*** TASK MATERIAL

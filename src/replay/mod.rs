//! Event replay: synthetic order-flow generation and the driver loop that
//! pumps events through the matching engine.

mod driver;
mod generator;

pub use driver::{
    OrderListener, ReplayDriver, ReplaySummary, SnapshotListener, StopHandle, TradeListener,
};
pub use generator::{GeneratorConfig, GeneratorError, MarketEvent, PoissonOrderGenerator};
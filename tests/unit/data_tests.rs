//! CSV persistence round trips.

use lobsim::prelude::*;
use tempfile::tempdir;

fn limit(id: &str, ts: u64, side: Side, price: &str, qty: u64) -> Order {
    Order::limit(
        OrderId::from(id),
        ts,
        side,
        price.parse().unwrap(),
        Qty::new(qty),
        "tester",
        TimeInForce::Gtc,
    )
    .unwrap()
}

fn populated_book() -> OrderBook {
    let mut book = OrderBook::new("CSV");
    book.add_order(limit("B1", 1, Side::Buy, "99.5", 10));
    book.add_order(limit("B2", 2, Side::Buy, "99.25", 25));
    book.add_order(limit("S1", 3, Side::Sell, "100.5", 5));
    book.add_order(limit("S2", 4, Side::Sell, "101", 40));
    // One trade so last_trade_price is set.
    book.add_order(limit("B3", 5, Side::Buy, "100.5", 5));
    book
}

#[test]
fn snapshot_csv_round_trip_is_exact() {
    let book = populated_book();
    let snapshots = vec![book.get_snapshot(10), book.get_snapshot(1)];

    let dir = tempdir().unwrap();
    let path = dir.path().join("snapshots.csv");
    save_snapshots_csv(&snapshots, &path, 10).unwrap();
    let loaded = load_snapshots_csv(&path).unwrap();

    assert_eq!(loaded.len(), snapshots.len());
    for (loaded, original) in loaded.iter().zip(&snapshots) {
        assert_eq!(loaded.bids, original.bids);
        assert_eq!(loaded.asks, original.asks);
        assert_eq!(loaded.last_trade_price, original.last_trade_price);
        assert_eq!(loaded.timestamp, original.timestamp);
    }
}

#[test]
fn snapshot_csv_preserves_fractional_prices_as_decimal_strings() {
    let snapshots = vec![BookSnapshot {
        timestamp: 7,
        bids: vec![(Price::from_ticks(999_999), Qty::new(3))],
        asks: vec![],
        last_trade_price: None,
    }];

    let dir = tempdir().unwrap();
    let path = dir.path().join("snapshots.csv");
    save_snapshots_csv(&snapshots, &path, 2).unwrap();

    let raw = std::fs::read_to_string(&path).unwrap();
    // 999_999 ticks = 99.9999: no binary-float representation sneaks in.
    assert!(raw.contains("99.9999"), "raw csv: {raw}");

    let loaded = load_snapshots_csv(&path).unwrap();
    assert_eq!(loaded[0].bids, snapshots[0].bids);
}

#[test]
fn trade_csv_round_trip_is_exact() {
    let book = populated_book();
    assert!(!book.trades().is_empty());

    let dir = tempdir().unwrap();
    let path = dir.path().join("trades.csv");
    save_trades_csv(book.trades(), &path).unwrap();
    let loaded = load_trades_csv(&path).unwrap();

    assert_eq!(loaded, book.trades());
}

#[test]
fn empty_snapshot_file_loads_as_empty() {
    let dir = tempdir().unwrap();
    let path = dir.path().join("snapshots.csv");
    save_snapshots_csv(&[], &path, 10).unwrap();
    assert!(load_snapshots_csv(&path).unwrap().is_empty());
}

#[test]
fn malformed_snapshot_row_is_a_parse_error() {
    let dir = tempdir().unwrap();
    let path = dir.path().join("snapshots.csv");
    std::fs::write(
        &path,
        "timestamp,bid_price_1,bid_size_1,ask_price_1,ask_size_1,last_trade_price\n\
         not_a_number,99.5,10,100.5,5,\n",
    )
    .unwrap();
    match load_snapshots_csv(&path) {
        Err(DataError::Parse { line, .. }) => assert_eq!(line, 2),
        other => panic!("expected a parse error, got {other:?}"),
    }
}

******

**ACTIVITY:**
Above is a listing; print exactly its lines from the one with "snapshots = vec![book.get_snapshot(10), book.get_snapshot(1)];" through the one with "assert_eq!(loaded.len(), snapshots.len());", and no other lines.

**ANSWER TO THIS PROBLEM:**
    let snapshots = vec![book.get_snapshot(10), book.get_snapshot(1)];

    let dir = tempdir().unwrap();
    let path = dir.path().join("snapshots.csv");
    save_snapshots_csv(&snapshots, &path, 10).unwrap();
    let loaded = load_snapshots_csv(&path).unwrap();

    assert_eq!(loaded.len(), snapshots.len());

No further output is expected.